## Problem requirements
Copy each line in the data below that contains the word "pending".

[Collected data]

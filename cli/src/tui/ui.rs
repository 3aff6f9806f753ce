use ratatui::{
    layout::{Alignment, Constraint, Direction, Layout, Rect},
    style::{Color, Modifier, Style},
    text::{Line, Span},
    widgets::{Block, BorderType, Borders, Paragraph, Row, Table, TableState, Wrap},
    Frame,
};
use unicode_width::{UnicodeWidthChar, UnicodeWidthStr};
use evmeter_core::input::duration_options;
use evmeter_core::palette::color_for;
use evmeter_core::{ReportPeriod, SortColumn, SortDirection, UsageSummary, UserFilter};

use crate::tui::app::{App, EditTarget, InputMode, LogField, Screen};

const NAME_WIDTH: usize = 16;

fn user_color(name: &str) -> Color {
    let (r, g, b) = color_for(name).rgb();
    Color::Rgb(r, g, b)
}

/// Truncates to a display width, marking the cut with an ellipsis.
fn fit(text: &str, width: usize) -> String {
    if text.width() <= width {
        return text.to_string();
    }
    let mut out = String::new();
    let mut used = 0;
    for c in text.chars() {
        let w = c.width().unwrap_or(0);
        if used + w + 1 > width {
            break;
        }
        out.push(c);
        used += w;
    }
    out.push('…');
    out
}

fn panel(title: &str) -> Block<'_> {
    Block::default()
        .title(title)
        .borders(Borders::ALL)
        .border_type(BorderType::Rounded)
}

pub fn draw(f: &mut Frame, app: &App) {
    let size = f.area();

    let main_chunks = Layout::default()
        .direction(Direction::Vertical)
        .constraints([
            Constraint::Length(3), // Header
            Constraint::Min(1),    // Content
            Constraint::Length(3), // Input / message
            Constraint::Length(1), // Footer
        ])
        .split(size);

    let header = Paragraph::new("EV CHARGING METER")
        .style(Style::default().fg(Color::Cyan).add_modifier(Modifier::BOLD))
        .alignment(Alignment::Center)
        .block(Block::default().borders(Borders::ALL).border_type(BorderType::Rounded));
    f.render_widget(header, main_chunks[0]);

    match app.screen {
        Screen::Home => draw_home(f, app, main_chunks[1]),
        Screen::Log => draw_log(f, app, main_chunks[1]),
        Screen::Reports => draw_reports(f, app, main_chunks[1]),
        Screen::Users => draw_users(f, app, main_chunks[1]),
        Screen::AdminPrompt => draw_admin_prompt(f, main_chunks[1]),
        Screen::Admin => draw_admin(f, app, main_chunks[1]),
    }

    draw_status(f, app, main_chunks[2]);

    let help = match app.screen {
        Screen::Home => "j/k: Select | Enter: Log session | r: Reports | u: Users | a: Admin | q: Quit",
        Screen::Log => "Tab: Field | ←/→: Date | ↑/↓: Preset | 0-9 .: Hours | Enter: Submit | Esc: Back",
        Screen::Reports => "u: User | m: Month | s/e: Start/End | 1/2/3: Sort | c: Clear | x: Export CSV | Esc: Back",
        Screen::Users => "j/k: Select | a: Add | e: Rename | d: Delete | Esc: Back",
        Screen::AdminPrompt => "Enter: Password | Esc: Back",
        Screen::Admin => "R: Restart database | Esc: Back",
    };
    let footer = Paragraph::new(help)
        .style(Style::default().fg(Color::DarkGray))
        .alignment(Alignment::Center);
    f.render_widget(footer, main_chunks[3]);
}

fn draw_status(f: &mut Frame, app: &App, area: Rect) {
    let (title, text) = match &app.input_mode {
        InputMode::Editing(target) => {
            let title = match target {
                EditTarget::AddUser => " New user ".to_string(),
                EditTarget::RenameUser(old) => format!(" Rename '{}' ", old),
                EditTarget::StartDate => " Start date (YYYY-MM-DD, empty clears) ".to_string(),
                EditTarget::EndDate => " End date (YYYY-MM-DD, empty clears) ".to_string(),
                EditTarget::AdminSecret => " Admin password ".to_string(),
            };
            let shown = if *target == EditTarget::AdminSecret {
                "*".repeat(app.input.chars().count())
            } else {
                app.input.clone()
            };
            (title, format!("{}_", shown))
        }
        InputMode::Normal => (" Status ".to_string(), app.message.clone().unwrap_or_default()),
    };
    let status = Paragraph::new(text).block(panel(&title));
    f.render_widget(status, area);
}

fn summary_rows(summary: &UsageSummary) -> Vec<Row<'static>> {
    summary
        .per_user
        .iter()
        .map(|u| {
            Row::new(vec![
                Span::styled(
                    fit(&u.name, NAME_WIDTH),
                    Style::default().fg(user_color(&u.name)).add_modifier(Modifier::BOLD),
                ),
                Span::raw(u.session_count.to_string()),
                Span::raw(format!("{:.1}h", u.total_hours)),
                Span::raw(format!("{:.1}%", u.percentage)),
            ])
        })
        .collect()
}

fn draw_home(f: &mut Frame, app: &App, area: Rect) {
    let summary = app.monthly_summary();
    let title = format!(" This month - total {:.1}h ", summary.grand_total);
    let table = Table::new(
        summary_rows(&summary),
        [
            Constraint::Length(NAME_WIDTH as u16 + 2),
            Constraint::Length(10),
            Constraint::Length(10),
            Constraint::Length(8),
        ],
    )
    .header(Row::new(vec!["User", "Sessions", "Hours", "Share"]).style(Style::default().fg(Color::Yellow)))
    .block(panel(&title))
    .row_highlight_style(Style::default().bg(Color::DarkGray).add_modifier(Modifier::BOLD))
    .highlight_symbol(">> ");

    let mut state = TableState::default();
    state.select(Some(app.selected));
    f.render_stateful_widget(table, area, &mut state);
}

fn draw_log(f: &mut Frame, app: &App, area: Rect) {
    let Some(pending) = app.pending.as_ref() else {
        f.render_widget(panel(" Log Charging Session "), area);
        return;
    };

    let focus = |field: LogField| {
        if app.log_field == field {
            Style::default().fg(Color::Cyan).add_modifier(Modifier::BOLD)
        } else {
            Style::default().fg(Color::Blue)
        }
    };
    let disabled = Style::default().fg(Color::DarkGray);

    let options = duration_options();
    let preset = pending
        .preset_index()
        .and_then(|i| options.get(i))
        .map(|o| o.label.clone());
    let manual = pending.manual_text();

    let text = vec![
        Line::from(vec![
            Span::styled("User: ", Style::default().fg(Color::Blue)),
            Span::styled(pending.user.clone(), Style::default().fg(user_color(&pending.user)).add_modifier(Modifier::BOLD)),
        ]),
        Line::from(""),
        Line::from(vec![
            Span::styled("Date: ", focus(LogField::Date)),
            Span::raw(pending.date.format("%Y-%m-%d").to_string()),
        ]),
        Line::from(vec![
            Span::styled("Duration: ", focus(LogField::Preset)),
            Span::styled(
                preset.unwrap_or_else(|| "Select duration".to_string()),
                if manual.is_empty() { Style::default() } else { disabled },
            ),
        ]),
        Line::from(vec![
            Span::styled("  or hours: ", focus(LogField::Manual)),
            Span::styled(
                if manual.is_empty() { "-".to_string() } else { format!("{}h", manual) },
                if pending.preset_index().is_some() { disabled } else { Style::default() },
            ),
        ]),
        Line::from(""),
        Line::from(Span::styled(
            "[ Submit Log ]",
            if app.can_submit_log() {
                Style::default().fg(Color::Green).add_modifier(Modifier::BOLD)
            } else {
                disabled
            },
        )),
    ];

    let body = Paragraph::new(text)
        .block(panel(" Log Charging Session "))
        .wrap(Wrap { trim: true });
    f.render_widget(body, area);
}

fn sort_marker(app: &App, column: SortColumn) -> &'static str {
    match (app.sort.column == Some(column), app.sort.direction) {
        (false, _) => "",
        (true, SortDirection::Ascending) => " ▲",
        (true, SortDirection::Descending) => " ▼",
    }
}

fn draw_reports(f: &mut Frame, app: &App, area: Rect) {
    let Some(view) = app.report() else {
        f.render_widget(panel(" Charging Reports "), area);
        return;
    };

    let chunks = Layout::default()
        .direction(Direction::Vertical)
        .constraints([
            Constraint::Length(4),
            Constraint::Length(view.summary.per_user.len() as u16 + 4),
            Constraint::Min(3),
        ])
        .split(area);

    let user = match &app.filter.user {
        UserFilter::All => "All users".to_string(),
        UserFilter::User(name) => name.clone(),
    };
    let month = app.filter.month.map(|m| m.label()).unwrap_or_else(|| "-".to_string());
    let range = format!(
        "{} .. {}",
        app.filter.start_date.map(|d| d.to_string()).unwrap_or_default(),
        app.filter.end_date.map(|d| d.to_string()).unwrap_or_default(),
    );
    let period_style = match view.period {
        ReportPeriod::CurrentMonth(_) => Style::default().fg(Color::Blue).add_modifier(Modifier::BOLD),
        _ => Style::default().add_modifier(Modifier::BOLD),
    };
    let filters = Paragraph::new(vec![
        Line::from(Span::styled(view.period.title(), period_style)),
        Line::from(vec![
            Span::styled("User: ", Style::default().fg(Color::Blue)),
            Span::raw(user),
            Span::styled("  Month: ", Style::default().fg(Color::Blue)),
            Span::raw(month),
            Span::styled("  Range: ", Style::default().fg(Color::Blue)),
            Span::raw(range),
        ]),
    ])
    .block(Block::default().borders(Borders::BOTTOM));
    f.render_widget(filters, chunks[0]);

    let summary = Table::new(
        summary_rows(&view.summary),
        [
            Constraint::Length(NAME_WIDTH as u16 + 2),
            Constraint::Length(10),
            Constraint::Length(10),
            Constraint::Length(8),
        ],
    )
    .header(Row::new(vec!["User", "Sessions", "Hours", "Share"]).style(Style::default().fg(Color::Yellow)))
    .block(panel(" Summary ").title_bottom(format!(" Total {:.1}h ", view.summary.grand_total)));
    f.render_widget(summary, chunks[1]);

    let rows: Vec<Row> = view
        .entries
        .iter()
        .map(|e| {
            Row::new(vec![
                Span::styled(fit(&e.user, NAME_WIDTH), Style::default().fg(user_color(&e.user))),
                Span::raw(e.date.format("%Y-%m-%d").to_string()),
                Span::raw(format!("{}", e.duration)),
            ])
        })
        .collect();
    let header = Row::new(vec![
        format!("Username{}", sort_marker(app, SortColumn::User)),
        format!("Date{}", sort_marker(app, SortColumn::Date)),
        format!("Duration (h){}", sort_marker(app, SortColumn::Duration)),
    ])
    .style(Style::default().fg(Color::Yellow));
    let sessions = Table::new(
        rows,
        [
            Constraint::Length(NAME_WIDTH as u16 + 2),
            Constraint::Length(14),
            Constraint::Min(10),
        ],
    )
    .header(header)
    .block(panel(" Sessions "));
    f.render_widget(sessions, chunks[2]);
}

fn draw_users(f: &mut Frame, app: &App, area: Rect) {
    let rows: Vec<Row> = app
        .logbook
        .users()
        .iter()
        .map(|name| {
            Row::new(vec![Span::styled(
                fit(name, NAME_WIDTH * 2),
                Style::default().fg(user_color(name)).add_modifier(Modifier::BOLD),
            )])
        })
        .collect();

    let title = format!(" Users ({}) ", app.logbook.users().len());
    let table = Table::new(rows, [Constraint::Min(10)])
        .block(panel(&title))
        .row_highlight_style(Style::default().bg(Color::DarkGray).add_modifier(Modifier::BOLD))
        .highlight_symbol(">> ");

    let mut state = TableState::default();
    state.select(Some(app.selected));
    f.render_stateful_widget(table, area, &mut state);
}

fn draw_admin_prompt(f: &mut Frame, area: Rect) {
    let text = vec![
        Line::from(Span::styled("Admin Access", Style::default().add_modifier(Modifier::BOLD))),
        Line::from(""),
        Line::from("Enter the admin password to continue."),
    ];
    f.render_widget(Paragraph::new(text).block(panel(" Admin ")), area);
}

fn draw_admin(f: &mut Frame, app: &App, area: Rect) {
    let overview = app.overview();
    let text = vec![
        Line::from(vec![
            Span::styled("Total Users: ", Style::default().fg(Color::Blue)),
            Span::raw(overview.user_count.to_string()),
        ]),
        Line::from(vec![
            Span::styled("Total Charging Sessions: ", Style::default().fg(Color::Blue)),
            Span::raw(overview.session_count.to_string()),
        ]),
        Line::from(vec![
            Span::styled("Total Hours: ", Style::default().fg(Color::Blue)),
            Span::raw(format!("{:.1}h", overview.total_hours)),
        ]),
        Line::from(""),
        Line::from(Span::styled(
            if overview.session_count == 0 { "Database Already Empty" } else { "Press R to restart the database" },
            Style::default().fg(Color::Red),
        )),
    ];
    f.render_widget(Paragraph::new(text).block(panel(" Admin Panel ")), area);
}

## Solution to this task
    let Some(pending) = app.pending.as_ref() else {
    let preset = pending
    let manual = pending.manual_text();
            Span::styled(pending.user.clone(), Style::default().fg(user_color(&pending.user)).add_modifier(Modifier::BOLD)),
            Span::raw(pending.date.format("%Y-%m-%d").to_string()),
                if pending.preset_index().is_some() { disabled } else { Style::default() },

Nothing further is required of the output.